Pire, le trader se sent piégé. Il a fait le constat qu’autour de lui, ses homologues partent tôt à la retraite et ne n’apportent plus de “compétences utiles pour la société”. Et d’évoquer avec le plus grand sérieux une scène du film Némo dans laquelle “des poissons passent de la prison du bocal à celle d’un sac plastique au milieu de l’océan”. Il est temps de changer de voie. De plus, il se rend compte qu’il ne peut même pas expliquer à son père, pourtant ingénieur, la nature même de son métier : J’arbitrais la volatilité sur les marchés d’actions…” Il veut “apprendre tout au long de sa carrière”. Et jette son dévolu sur la profession d’avocat trouvant que “ces derniers se bonifient avec le temps contrairement aux traders”. Il s’inscrit en droit à Assas, en troisième année. Il ne parvient pas à choisir entre le droit pénal et le droit des affaires alors il suit les deux masters, en même temps. Puis fait son stage chez Metzner, l’un des meilleurs cabinets de droit pénal des affaires. Là-bas, il apprend la “rigueur dans le raisonnement”, et surtout, le fait que “dans chaque dossier, il y a une clef. Chercher la clef c’est un peu comme une partie d’échec, passionnant et épuisant psychologiquement.” Julien Visconti aime la complexité et l’adversité : “C’est encore mieux quand on bataille avec les autres avocats.” Et il comprend que la “fusion des compétences financières et juridiques” lui confère une “plus-value”. Quand les arguments de droit s’amenuisent, il peut s’appuyer sur un raisonnement financier pour trouver la solution. Utile quand on fait de l’activisme actionnarial.

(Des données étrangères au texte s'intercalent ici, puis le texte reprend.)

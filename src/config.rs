use std::collections::HashMap;
use std::path::{Path, PathBuf};

use crossterm::event::{KeyCode, KeyEvent, KeyModifiers};
use serde::Deserialize;

use crate::action::Action;

#[derive(Debug, Clone, Copy, PartialEq, Eq, Hash)]
pub struct KeyBinding {
  pub code: KeyCode,
  pub modifiers: KeyModifiers,
}

pub struct Config {
  pub tick_rate_ms: u64,
  pub show_hidden: bool,
  pub log_level: String,
  pub normal_keys: HashMap<KeyBinding, Action>,
  pub filter_keys: HashMap<KeyBinding, Action>,
}

#[derive(Deserialize, Default)]
struct TomlConfig {
  general: Option<GeneralConfig>,
  keys: Option<KeysConfig>,
}

#[derive(Deserialize, Default)]
struct GeneralConfig {
  tick_rate_ms: Option<u64>,
  show_hidden: Option<bool>,
  log_level: Option<String>,
}

#[derive(Deserialize, Default)]
struct KeysConfig {
  normal: Option<HashMap<String, String>>,
  filter: Option<HashMap<String, String>>,
}

pub fn parse_key_binding(s: &str) -> Option<KeyBinding> {
  if s.is_empty() {
    return None;
  }

  let parts: Vec<&str> = s.split('+').collect();

  if parts.len() == 1 {
    let key = parts[0];
    if let Some(code) = named_key(key) {
      return Some(KeyBinding { code, modifiers: KeyModifiers::NONE });
    }
    let chars: Vec<char> = key.chars().collect();
    if chars.len() == 1 {
      return Some(KeyBinding { code: KeyCode::Char(chars[0]), modifiers: KeyModifiers::NONE });
    }
    return None;
  }

  if parts.len() == 2 {
    let modifier_str = parts[0].to_lowercase();
    let key_str = parts[1];

    let modifiers = match modifier_str.as_str() {
      "ctrl" => KeyModifiers::CONTROL,
      "shift" => {
        let chars: Vec<char> = key_str.chars().collect();
        if chars.len() == 1 {
          let c = chars[0].to_uppercase().next().unwrap_or(chars[0]);
          return Some(KeyBinding { code: KeyCode::Char(c), modifiers: KeyModifiers::NONE });
        }
        if key_str.eq_ignore_ascii_case("tab") {
          return Some(KeyBinding { code: KeyCode::BackTab, modifiers: KeyModifiers::NONE });
        }
        if let Some(code) = named_key(key_str) {
          return Some(KeyBinding { code, modifiers: KeyModifiers::SHIFT });
        }
        return None;
      }
      "alt" => KeyModifiers::ALT,
      _ => return None,
    };

    if let Some(code) = named_key(key_str) {
      return Some(KeyBinding { code, modifiers });
    }
    let chars: Vec<char> = key_str.chars().collect();
    if chars.len() == 1 {
      return Some(KeyBinding { code: KeyCode::Char(chars[0]), modifiers });
    }
    return None;
  }

  None
}

fn named_key(s: &str) -> Option<KeyCode> {
  match s.to_lowercase().as_str() {
    "enter" => Some(KeyCode::Enter),
    "space" => Some(KeyCode::Char(' ')),
    "esc" => Some(KeyCode::Esc),
    "up" => Some(KeyCode::Up),
    "down" => Some(KeyCode::Down),
    "left" => Some(KeyCode::Left),
    "right" => Some(KeyCode::Right),
    "home" => Some(KeyCode::Home),
    "end" => Some(KeyCode::End),
    "backspace" => Some(KeyCode::Backspace),
    "tab" => Some(KeyCode::Tab),
    "backtab" => Some(KeyCode::BackTab),
    "pageup" => Some(KeyCode::PageUp),
    "pagedown" => Some(KeyCode::PageDown),
    _ => None,
  }
}

pub fn normalize_key_event(key: KeyEvent) -> KeyBinding {
  let mut modifiers = key.modifiers;
  // Shift is already folded into the character (`G`, `~`) and into BackTab.
  if matches!(key.code, KeyCode::Char(_) | KeyCode::BackTab) {
    modifiers -= KeyModifiers::SHIFT;
  }
  KeyBinding { code: key.code, modifiers }
}

/// Ctrl+C, which quits from every mode regardless of the key tables.
pub fn is_force_quit(kb: &KeyBinding) -> bool {
  kb.code == KeyCode::Char('c') && kb.modifiers == KeyModifiers::CONTROL
}

impl Default for Config {
  fn default() -> Self {
    let mut config = Config::empty();
    let mut errors = Vec::new();
    config.apply_toml_str(Config::default_toml(), &mut errors);
    config
  }
}

fn bind_table(table: &HashMap<String, String>, keys: &mut HashMap<KeyBinding, Action>, errors: &mut Vec<String>) {
  keys.clear();
  for (key_str, action_str) in table {
    let Some(kb) = parse_key_binding(key_str) else {
      errors.push(format!("invalid key binding: {key_str:?}"));
      continue;
    };
    let Some(action) = Action::from_name(action_str) else {
      errors.push(format!("invalid action: {action_str:?}"));
      continue;
    };
    keys.insert(kb, action);
  }
}

impl Config {
  fn empty() -> Self {
    Config {
      tick_rate_ms: 100,
      show_hidden: false,
      log_level: "info".to_string(),
      normal_keys: HashMap::new(),
      filter_keys: HashMap::new(),
    }
  }

  fn apply_toml_str(&mut self, s: &str, errors: &mut Vec<String>) {
    let toml_config: TomlConfig = match toml::from_str(s) {
      Ok(c) => c,
      Err(e) => {
        errors.push(format!("failed to parse config.toml: {e}"));
        return;
      }
    };

    if let Some(general) = toml_config.general {
      if let Some(tick) = general.tick_rate_ms {
        self.tick_rate_ms = tick;
      }
      if let Some(show_hidden) = general.show_hidden {
        self.show_hidden = show_hidden;
      }
      if let Some(level) = general.log_level {
        self.log_level = level;
      }
    }

    if let Some(keys) = toml_config.keys {
      if let Some(normal) = keys.normal {
        bind_table(&normal, &mut self.normal_keys, errors);
      }
      if let Some(filter) = keys.filter {
        bind_table(&filter, &mut self.filter_keys, errors);
      }
    }
  }

  pub fn default_toml() -> &'static str {
    r#"[general]
tick_rate_ms = 100    # event loop tick rate in ms
show_hidden = false   # start with dotfiles visible
log_level = "info"    # overridden by HOP_LOG

[keys.normal]
k = "up"
up = "up"
j = "down"
down = "down"
h = "ascend"
left = "ascend"
l = "descend"
right = "descend"
g = "top"
home = "top"
"shift+g" = "bottom"
end = "bottom"
"ctrl+f" = "page_down"
pagedown = "page_down"
"ctrl+b" = "page_up"
pageup = "page_up"
"ctrl+d" = "half_page_down"
"ctrl+u" = "half_page_up"
"." = "toggle_hidden"
"~" = "go_home"
"/" = "filter_on"
esc = "filter_off"
space = "toggle_select"
a = "toggle_select_all"
y = "yank"
x = "cut"
p = "paste"
q = "quit"

[keys.filter]
esc = "filter_off"
enter = "filter_accept"
tab = "filter_accept"
"shift+tab" = "filter_accept"
up = "filter_accept"
down = "filter_accept"
"ctrl+j" = "filter_accept"
"ctrl+k" = "filter_accept"
backspace = "filter_backspace"
"#
  }

  pub fn config_path() -> Result<PathBuf, String> {
    dirs::config_dir()
      .map(|d| d.join("hop").join("config.toml"))
      .ok_or_else(|| "could not determine config directory".to_string())
  }

  pub fn dump_default_config(path: &Path) -> Result<(), String> {
    if let Some(parent) = path.parent() {
      std::fs::create_dir_all(parent)
        .map_err(|e| format!("failed to create {}: {e}", parent.display()))?;
    }

    std::fs::write(path, Self::default_toml())
      .map_err(|e| format!("failed to write {}: {e}", path.display()))?;

    Ok(())
  }

  pub fn load() -> (Config, Vec<String>) {
    let mut errors = Vec::new();
    let content = Self::config_path()
      .ok()
      .and_then(|p| std::fs::read_to_string(p).ok());

    let config = match content {
      Some(s) => Self::load_from_str_with_errors(&s, &mut errors),
      None => Config::default(),
    };
    (config, errors)
  }

  #[cfg(test)]
  pub fn load_from_str(s: &str) -> Config {
    let mut errors = Vec::new();
    Self::load_from_str_with_errors(s, &mut errors)
  }

  fn load_from_str_with_errors(s: &str, errors: &mut Vec<String>) -> Config {
    let mut config = Config::default();
    config.apply_toml_str(s, errors);
    config
  }
}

Mais ce qu’il retire surtout de ses clients, bandits ou millionnaires, c’est la nécessité d’avoir la “capacité de refuser de se compromettre sur certains points”

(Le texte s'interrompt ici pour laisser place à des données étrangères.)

use std::path::Path;

use tracing_appender::non_blocking::WorkerGuard;
use tracing_subscriber::EnvFilter;

/// Overrides `general.log_level` when set.
pub const LOG_ENV: &str = "HOP_LOG";
const LOG_FILE: &str = "hop.log";

fn env_filter(default_level: &str) -> EnvFilter {
  EnvFilter::try_from_env(LOG_ENV)
    .or_else(|_| EnvFilter::try_new(default_level))
    .unwrap_or_else(|_| EnvFilter::new("info"))
}

/// Sends tracing output to `<dir>/hop.log`; the terminal belongs to the UI.
///
/// Returns `None` when the log file cannot be opened, in which case the
/// session runs without logging. Keep the guard alive until exit so buffered
/// lines get flushed.
pub fn init(dir: &Path, default_level: &str) -> Option<WorkerGuard> {
  std::fs::create_dir_all(dir).ok()?;
  let file = std::fs::OpenOptions::new()
    .create(true)
    .append(true)
    .open(dir.join(LOG_FILE))
    .ok()?;
  let (writer, guard) = tracing_appender::non_blocking(file);

  tracing_subscriber::fmt()
    .with_env_filter(env_filter(default_level))
    .with_writer(writer)
    .with_ansi(false)
    .with_target(false)
    .try_init()
    .ok()?;
  Some(guard)
}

Son expérience en grand banditisme est loin d’être vaine. “En matière d’organisation, un beau braquage n’est pas si différent d’une belle OPA”, analyse l’avocat – non sans s’interroger sur l’aspect politiquement correct de cette déclaration. Julien Visconti a travaillé sur des dossiers emblématiques comme celui de la Dream Team, ou celui de Vivendi, en matière de délit boursier, pour lequel il a trouvé la solution, “une semaine avant laudience” tant l’issue était étroite. La peur, il l’a connue une fois, lorsqu’il était collaborateur et qu’un des avocats des parties de l’affaire a été retrouvé découpé à la tronçonneuse”. Mais ce qu’il retire surtout de ses clients, bandits ou millionnaires, c’est la nécessité d’avoir la “capacité de refuser de se compromettre sur certains points”. Dans sa carrière, il a vu se jouer des “drames personnels” et a fréquenté des “personnes richissimes totalement vides” et d’autres “victimes de coups du sort terribles parvenues à se relever”. Julien Visconti en conclut qu’il faut chercher sa “statue intérieure, ce qui permet de tenir”.

Les paroles

Julien Visconti cite cette phrase de John Lennon, “la vie, c'est le truc qui se passe quand t'es occupé à faire autre chose". Il pensequ’il faut se méfier des choses que l'on désire trop”. Car selon lui, “l'épanouissement n'a jamais de fin”. S’il admet volontiers qu’il a du mal à être satisfait dans la vie, il a compris que le plus important, ce sont les enfants. Il évoque d’ailleurs la fois où il s’est ému de “cette fille venue témoigner à la barre pour un client mafieux suppliant le juge de lui laisser son père”, et dont ce dernier a dit qu’elle était le meilleur avocat de l’accusé”. Il consacre lui-même beaucoup de temps à ses enfants. Le mercredi il fait du “droit constitutionnel” – encore une façon de continuer d’apprendre – avec sa fille, sans pouvoir s’empêcher de penser à la “pression qu’il peut mettre indirectement” sur sa progéniture. Il aime transmettre et se serait bien vu “enseignant au collège ou au lycée”, fasciné par le “fonctionnement des enfants” et leur “potentiel”. “Les enfants perçoivent les choses plus clairement que les adultes.” Il craint pour eux l’impact des réseaux sociaux. Des instruments qui “mettent en péril notre démocratie et incitent à la haine de l’autre”. Pour autant, ce qui tient éveillé la nuit Julien Visconti, ce sont les “paroles”. Les paroles de ces musiques qu’il écoute constamment, pour se “concentrer”, avant une audience par exemple. Les paroles qu’il connaît par cœur, d’une façon assez “effrayante”. Guère étonnant de la part de quelqu’un qui aurait aussi aimé être producteur de musique. Le violon d’Ingres de Julien Visctonti.